Create an external link
When linking to an external site, use Markdown formatting because it’s simplest:
[Google](http://google.com)
Linking to internal pages
When linking to internal pages, you can manually link to the pages like this:
[Icons](mydoc_icons.html)
However, if you change the file name, you’ll have to update all of your links. It’s much easier to use Automated links, as described in the next section.
Automated links
This method for automated links creates a master list of all links in a Markdown reference format based on entries in your sidebar table of contents.
With this Automated links method, make sure all your pages are referenced in a sidebar or topnav data file (inside _data > sidebars).

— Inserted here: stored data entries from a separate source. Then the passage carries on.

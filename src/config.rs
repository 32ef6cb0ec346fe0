use std::{
    path::{Path, PathBuf},
    time::Duration,
};

use log::{debug, info};
use serde::{Deserialize, Serialize};

use crate::{
    alarm::AlarmSound,
    errors::{AppError, AppResult},
};

#[derive(Debug, Serialize, Deserialize, Clone, PartialEq)]
#[serde(default)]
pub struct Config {
    /// window title when no message is given
    pub default_title: String,
    /// how often the "ago" label is refreshed
    pub tick_interval_ms: u64,
    /// only does anything on windows
    pub hide_console: bool,
    /// wait for enter before exiting on a bad command line
    pub pause_on_error: bool,
    pub window: Window,
    pub sound: Sound,
}

impl Default for Config {
    fn default() -> Self {
        Self {
            default_title: "Alarm".to_string(),
            tick_interval_ms: 1000,
            hide_console: true,
            pause_on_error: false,
            window: Window::default(),
            sound: Sound::default(),
        }
    }
}

impl Config {
    #[must_use]
    pub fn new() -> Self {
        Self::default()
    }

    pub fn load(path: &Path) -> AppResult<Self> {
        let config = std::fs::read_to_string(path)?;
        let config: Self = toml::from_str(&config)
            .map_err(|e| AppError::Config(format!("couldn't parse {}: {e}", path.display())))?;
        config.validate()?;
        debug!("loaded config from {}", path.display());
        Ok(config)
    }

    /// like [`Config::load`] but a missing file just means the defaults
    pub fn load_or_default(path: &Path) -> AppResult<Self> {
        if path.exists() {
            Self::load(path)
        } else {
            debug!("no config at {}, using defaults", path.display());
            Ok(Self::default())
        }
    }

    pub fn save(&self, path: &Path) -> AppResult<()> {
        let config = toml::to_string(self)
            .map_err(|e| AppError::Config(format!("couldn't serialize config: {e}")))?;
        if let Some(parent) = path.parent() {
            std::fs::create_dir_all(parent)?;
        }
        std::fs::write(path, config)?;
        info!("wrote config to {}", path.display());
        Ok(())
    }

    pub fn config_path() -> AppResult<PathBuf> {
        let mut path = directories::ProjectDirs::from("", "", "roosty_alarm")
            .ok_or_else(|| AppError::Config("couldn't get config path".to_string()))?
            .config_dir()
            .to_path_buf();
        path.push("config.toml");
        Ok(path)
    }

    pub fn validate(&self) -> AppResult<()> {
        if self.tick_interval_ms == 0 {
            return Err(AppError::Config(
                "tick_interval_ms must be greater than 0".to_string(),
            ));
        }
        if !(0.0..=100.0).contains(&self.sound.volume) {
            return Err(AppError::Config(format!(
                "sound volume must be between 0 and 100, got {}",
                self.sound.volume
            )));
        }
        Ok(())
    }

    #[must_use]
    pub const fn tick_interval(&self) -> Duration {
        Duration::from_millis(self.tick_interval_ms)
    }
}

#[derive(Debug, Serialize, Deserialize, Clone, Copy, PartialEq)]
#[serde(default)]
pub struct Window {
    pub width: f32,
    pub height: f32,
}

impl Default for Window {
    fn default() -> Self {
        Self {
            width: 360.0,
            height: 90.0,
        }
    }
}

#[derive(Debug, Serialize, Deserialize, Clone, PartialEq)]
#[serde(default)]
pub struct Sound {
    /// play this file instead of the built in beep
    pub path: Option<PathBuf>,
    /// in percent
    pub volume: f32,
    pub beep_frequency: f32,
    pub beep_millis: u64,
}

impl Default for Sound {
    fn default() -> Self {
        Self {
            path: None,
            volume: 100.0,
            beep_frequency: 880.0,
            beep_millis: 400,
        }
    }
}

impl Sound {
    #[must_use]
    pub fn alarm_sound(&self) -> AlarmSound {
        self.path.as_ref().map_or(
            AlarmSound::Beep {
                frequency: self.beep_frequency,
                length: Duration::from_millis(self.beep_millis),
            },
            |path| AlarmSound::Custom(path.clone()),
        )
    }
}
//! Detaching from the console window while the alarm waits.

use log::debug;

/// Detaches the process from its console so no empty terminal window stays around while waiting.
#[cfg(target_os = "windows")]
pub fn hide() {
    // SAFETY: FreeConsole takes no arguments and only fails if there is no console to free
    let freed = unsafe { windows_sys::Win32::System::Console::FreeConsole() };
    if freed == 0 {
        debug!("no console to hide");
    } else {
        debug!("console hidden");
    }
}

/// Terminals on other platforms belong to the user, leave them alone.
#[cfg(not(target_os = "windows"))]
pub fn hide() {
    debug!("console hiding is only done on windows");
}
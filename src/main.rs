#![warn(clippy::pedantic, clippy::nursery, clippy::cargo)]
#![deny(
    clippy::use_self,
    rust_2018_idioms,
    missing_debug_implementations,
    clippy::missing_panics_doc
)]

use std::{
    io::{self, IsTerminal},
    path::PathBuf,
    process::ExitCode,
};

use clap::CommandFactory;
use log::{error, info};
use roosty_alarm::{
    alarm::{self, Alarm},
    cli::Args,
    config::Config,
    errors::{AppError, AppResult},
    surface::DesktopNotifier,
};

fn main() -> ExitCode {
    // initilize the logger
    if let Err(e) = simple_file_logger::init_logger!("roosty_alarm") {
        eprintln!("couldn't initialize logger: {e:?}");
    }

    let args = Args::parse_args();
    let mut pause_on_error = false;
    match run(&args, &mut pause_on_error) {
        Ok(()) => ExitCode::SUCCESS,
        Err(e) => {
            error!("{e}");
            eprintln!("{e}");
            if e.is_usage() {
                eprintln!("{}", Args::command().render_help());
            }
            if pause_on_error && io::stdin().is_terminal() {
                eprintln!("press enter to exit");
                let _ = io::stdin().read_line(&mut String::new());
            }
            ExitCode::from(e.exit_code())
        }
    }
}

fn run(args: &Args, pause_on_error: &mut bool) -> AppResult<()> {
    if args.init {
        let config_path = config_path(args)?;
        if args.force || !config_path.exists() {
            Config::new().save(&config_path)?;
            println!("wrote {}", config_path.display());
        } else {
            return Err(AppError::Config(format!(
                "{} already exists, use --force to overwrite it",
                config_path.display()
            )));
        }
        return Ok(());
    }

    // a bad command line is reported as such, whatever state the config is in
    let spec = args.time_spec()?;

    let config = Config::load_or_default(&config_path(args)?)?;
    *pause_on_error = config.pause_on_error;

    let alarm = Alarm {
        spec,
        title: args.title(&config.default_title),
    };
    info!("starting alarm \"{}\" {}", alarm.title, alarm.spec);
    let now = chrono::Local::now().naive_local();
    alarm::run(&alarm, now, &mut DesktopNotifier::new(config))
}

fn config_path(args: &Args) -> AppResult<PathBuf> {
    match &args.config {
        Some(path) => Ok(path.clone()),
        None => Config::config_path(),
    }
}
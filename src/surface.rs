use std::time::{Duration, Instant};

use eframe::egui::{self, CentralPanel, Key, ViewportBuilder, ViewportCommand, WindowLevel};
use log::{debug, error, info};

use crate::{
    alarm::{Notifier, Surface, SurfaceError},
    config::Config,
    console,
    session::{AlarmSession, Effect, Event, SessionError},
    sound,
};

/// the real thing: egui window, rodio sound
#[derive(Debug)]
pub struct DesktopNotifier {
    config: Config,
}

impl DesktopNotifier {
    #[must_use]
    pub const fn new(config: Config) -> Self {
        Self { config }
    }
}

impl Notifier for DesktopNotifier {
    type Surface = EguiSurface;

    fn hide_console(&mut self) {
        if self.config.hide_console {
            console::hide();
        }
    }

    fn play_alert_sound(&mut self) {
        sound::play_in_background(self.config.sound.alarm_sound(), self.config.sound.volume);
    }

    fn create_surface(&mut self, title: &str) -> Result<EguiSurface, SurfaceError> {
        let crate::config::Window { width, height } = self.config.window;
        if !(width > 0.0 && height > 0.0) {
            return Err(SurfaceError(format!(
                "window size must be positive, got {width}x{height}"
            )));
        }
        let options = eframe::NativeOptions {
            viewport: ViewportBuilder::default()
                .with_title(title)
                .with_inner_size([width, height])
                .with_window_level(WindowLevel::AlwaysOnTop),
            ..Default::default()
        };
        debug!("created alarm window \"{title}\" ({width}x{height})");
        Ok(EguiSurface {
            options,
            tick: self.config.tick_interval(),
        })
    }
}

pub struct EguiSurface {
    options: eframe::NativeOptions,
    tick: Duration,
}

impl Surface for EguiSurface {
    fn run(self, session: AlarmSession) -> Result<(), SurfaceError> {
        let Self { options, tick } = self;
        eframe::run_native(
            "roosty_alarm",
            options,
            Box::new(move |_| {
                let mut app = NotificationApp::new(session, tick);
                app.shown()?;
                Ok(Box::new(app))
            }),
        )
        .map_err(|e| SurfaceError(e.to_string()))
    }
}

struct NotificationApp {
    session: AlarmSession,
    tick: Duration,
    /// `None` until the tick is armed and again after dismissal
    next_tick: Option<Instant>,
}

impl NotificationApp {
    const fn new(session: AlarmSession, tick: Duration) -> Self {
        Self {
            session,
            tick,
            next_tick: None,
        }
    }

    fn shown(&mut self) -> Result<(), SessionError> {
        if self.session.handle(Event::SurfaceShown)? == Effect::ArmTick {
            self.next_tick = Some(Instant::now() + self.tick);
        }
        Ok(())
    }

    fn dispatch(&mut self, ctx: &egui::Context, event: Event) {
        match self.session.handle(event) {
            Ok(Effect::ArmTick) => self.next_tick = Some(Instant::now() + self.tick),
            Ok(Effect::SetLabel(label)) => ctx.send_viewport_cmd(ViewportCommand::Title(label)),
            Ok(Effect::Close) => {
                self.next_tick = None;
                info!("closing alarm window");
                ctx.send_viewport_cmd(ViewportCommand::Close);
            }
            Ok(Effect::Nothing) => {}
            // firing and aborting happen before the window exists
            Ok(effect) => debug!("ignoring {effect:?} from a shown alarm"),
            Err(e) => error!("{e}"),
        }
    }
}

impl eframe::App for NotificationApp {
    fn update(&mut self, ctx: &egui::Context, _frame: &mut eframe::Frame) {
        if let Some(next) = self.next_tick {
            let now = Instant::now();
            if now >= next {
                self.dispatch(ctx, Event::Tick(now));
                self.next_tick = Some(next_tick_after(next, self.tick, now));
            }
        }

        let mut dismissed = ctx.input(|i| {
            i.key_pressed(Key::Escape) || i.key_pressed(Key::Enter) || i.viewport().close_requested()
        });
        CentralPanel::default().show(ctx, |ui| {
            ui.vertical_centered(|ui| {
                ui.heading(self.session.label());
                if ui.button("dismiss").clicked() {
                    dismissed = true;
                }
            });
        });
        if dismissed && !self.session.is_dismissed() {
            self.dispatch(ctx, Event::Dismiss);
        }

        if let Some(next) = self.next_tick {
            ctx.request_repaint_after(next.saturating_duration_since(Instant::now()));
        }
    }
}

/// the tick after `next`, skipping any we slept through
fn next_tick_after(next: Instant, tick: Duration, now: Instant) -> Instant {
    let following = next + tick;
    if following > now {
        following
    } else {
        now + tick
    }
}
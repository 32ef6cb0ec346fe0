use assert_cmd::{cargo_bin_cmd, Command};
use predicates::prelude::*;
use tempfile::TempDir;

fn alarm() -> Command {
    cargo_bin_cmd!("roosty_alarm")
}

/// a config path inside a fresh temp dir, so the user's own config is never read
fn scratch_config() -> (TempDir, String) {
    let dir = tempfile::tempdir().unwrap();
    let path = dir.path().join("config.toml").to_string_lossy().to_string();
    (dir, path)
}

#[test]
fn neither_at_nor_in_is_a_usage_error() {
    let (_dir, config) = scratch_config();
    alarm()
        .args(["--config", &config, "-msg", "tea"])
        .assert()
        .code(2)
        .stderr(predicate::str::contains(
            "Either the --at or the --in option must be given",
        ))
        .stderr(predicate::str::contains("Usage:"));
}

#[test]
fn both_at_and_in_is_a_usage_error() {
    let (_dir, config) = scratch_config();
    alarm()
        .args(["--config", &config, "-at", "5:00PM", "-in", "5m"])
        .assert()
        .code(2)
        .stderr(predicate::str::contains("Either the --at or the --in option"));
}

#[test]
fn malformed_duration_is_reported() {
    let (_dir, config) = scratch_config();
    alarm()
        .args(["--config", &config, "-in", "5x"])
        .assert()
        .code(2)
        .stderr(predicate::str::contains(
            "Error parsing time at which to ring the alarm",
        ))
        .stderr(predicate::str::contains("is not a duration"));
}

#[test]
fn out_of_range_hour_is_reported() {
    let (_dir, config) = scratch_config();
    alarm()
        .args(["--config", &config, "--at", "24"])
        .assert()
        .code(2)
        .stderr(predicate::str::contains("hours must be in the range [0..23]"));
}

#[test]
fn init_writes_the_default_config() {
    let (_dir, config) = scratch_config();
    alarm()
        .args(["--config", &config, "--init"])
        .assert()
        .success()
        .stdout(predicate::str::contains("wrote"));

    let written = std::fs::read_to_string(&config).unwrap();
    assert!(written.contains("default_title = \"Alarm\""));
    assert!(written.contains("tick_interval_ms = 1000"));
}

#[test]
fn init_does_not_overwrite_without_force() {
    let (_dir, config) = scratch_config();
    std::fs::write(&config, "default_title = \"Mine\"\n").unwrap();

    alarm()
        .args(["--config", &config, "--init"])
        .assert()
        .code(1)
        .stderr(predicate::str::contains("use --force"));
    assert!(std::fs::read_to_string(&config).unwrap().contains("Mine"));

    alarm()
        .args(["--config", &config, "--init", "--force"])
        .assert()
        .success();
    assert!(std::fs::read_to_string(&config)
        .unwrap()
        .contains("default_title = \"Alarm\""));
}

#[test]
fn force_without_init_is_rejected() {
    alarm().arg("--force").assert().failure();
}

#[test]
fn broken_config_is_fatal() {
    let (_dir, config) = scratch_config();
    std::fs::write(&config, "tick_interval_ms = 0\n").unwrap();
    alarm()
        .args(["--config", &config, "-in", "1s"])
        .assert()
        .code(1)
        .stderr(predicate::str::contains("Configuration error"));
}

#[test]
fn usage_errors_win_over_a_broken_config() {
    let (_dir, config) = scratch_config();
    std::fs::write(&config, "tick_interval_ms = 0\n").unwrap();
    alarm()
        .args(["--config", &config, "-msg", "tea"])
        .assert()
        .code(2)
        .stderr(predicate::str::contains("Either the --at"))
        .stderr(predicate::str::contains("Configuration error").not());
}
//! # IPC Layer
//!
//! Request payloads and the dispatch stub for the Safety Center.
//!
//! ## Security (Envelope-Only Identity)
//!
//! Payloads contain NO caller identity. The caller's uid is taken SOLELY
//! from the `CallerEnvelope`, which the transport fills in.

pub mod handler;
pub mod payloads;

pub use handler::*;
pub use payloads::*;
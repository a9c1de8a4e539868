//! # Safety Telemetry
//!
//! Structured logging for the Safety Center.
//!
//! ## Usage
//!
//! ```rust,ignore
//! use safety_telemetry::{init_tracing, TelemetryConfig};
//!
//! fn main() {
//!     let config = TelemetryConfig::from_env();
//!     init_tracing(&config).expect("Failed to init tracing");
//!     // Subsystem logs are now emitted
//! }
//! ```
//!
//! ## Environment Variables
//!
//! | Variable | Default | Description |
//! |----------|---------|-------------|
//! | `SC_SERVICE_NAME` | `safety-center` | Service name logged once at startup |
//! | `SC_LOG_LEVEL` / `RUST_LOG` | `info` | Log level filter |
//! | `SC_JSON_LOGS` | `false` | Emit JSON lines instead of human-readable output |
//! | `SC_THREAD_IDS` | `true` | Include thread ids on each event |

mod config;
mod tracing_setup;

pub use config::TelemetryConfig;
pub use tracing_setup::init_tracing;

use thiserror::Error;

/// Telemetry initialization errors
#[derive(Error, Debug)]
pub enum TelemetryError {
    #[error("Invalid log filter '{filter}': {reason}")]
    InvalidFilter { filter: String, reason: String },

    #[error("Global subscriber already installed: {0}")]
    AlreadyInitialized(String),
}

If they’re not in a sidebar or top nav (such as links to headings on a page), list them in the other.yml
file (which is in the _data/sidebars folder).
The links.html file (in _includes) will iterate through all your sidebars and create a list of reference-style markdown links based on the url
properties in the sidebar items.
permalink
property in the frontmatter. The permalink
property must match the file name. For example, if the file name is somefile.html
, your permalink property would be somefile.html
. See [Pages][mydoc_pages] for more details.To implement managed links:
-
In your _config.yml file, list each sidebar in the
sidebars
property — including the other.yml file too:sidebars: - home_sidebar - mydoc_sidebar - product1_sidebar - product2_sidebar - other
-
At the bottom of each topic where you plan to include links, include the links.html file:
{% include links.html %}
-
To link to a topic, use reference-style Markdown links, with the referent using the file name (without the file extension). For example:
See the [Icon][mydoc_icons] file.
Here’s the result:
See the [Icon][mydoc_icons] file.
If the link doesn’t render, check to make sure the page is correctly listed in the sidebar.
Automated links to headings on pages
If you’re linking to the specific heading from another page, first give the heading an ID:
## Some heading {#someheading}
Then add a property into the other.yml file in your _data/sidebars folder:
- title: Some link bookmark
url: /mydoc_pages.html#someIdTag
And reference it like this:
This is [Some link][mydoc_pages.html#someIdTag].
Result:
This is [Some link][mydoc_pages.html#someIdTag].
It’s a little strange having the .html#
in a reference like this, but it works.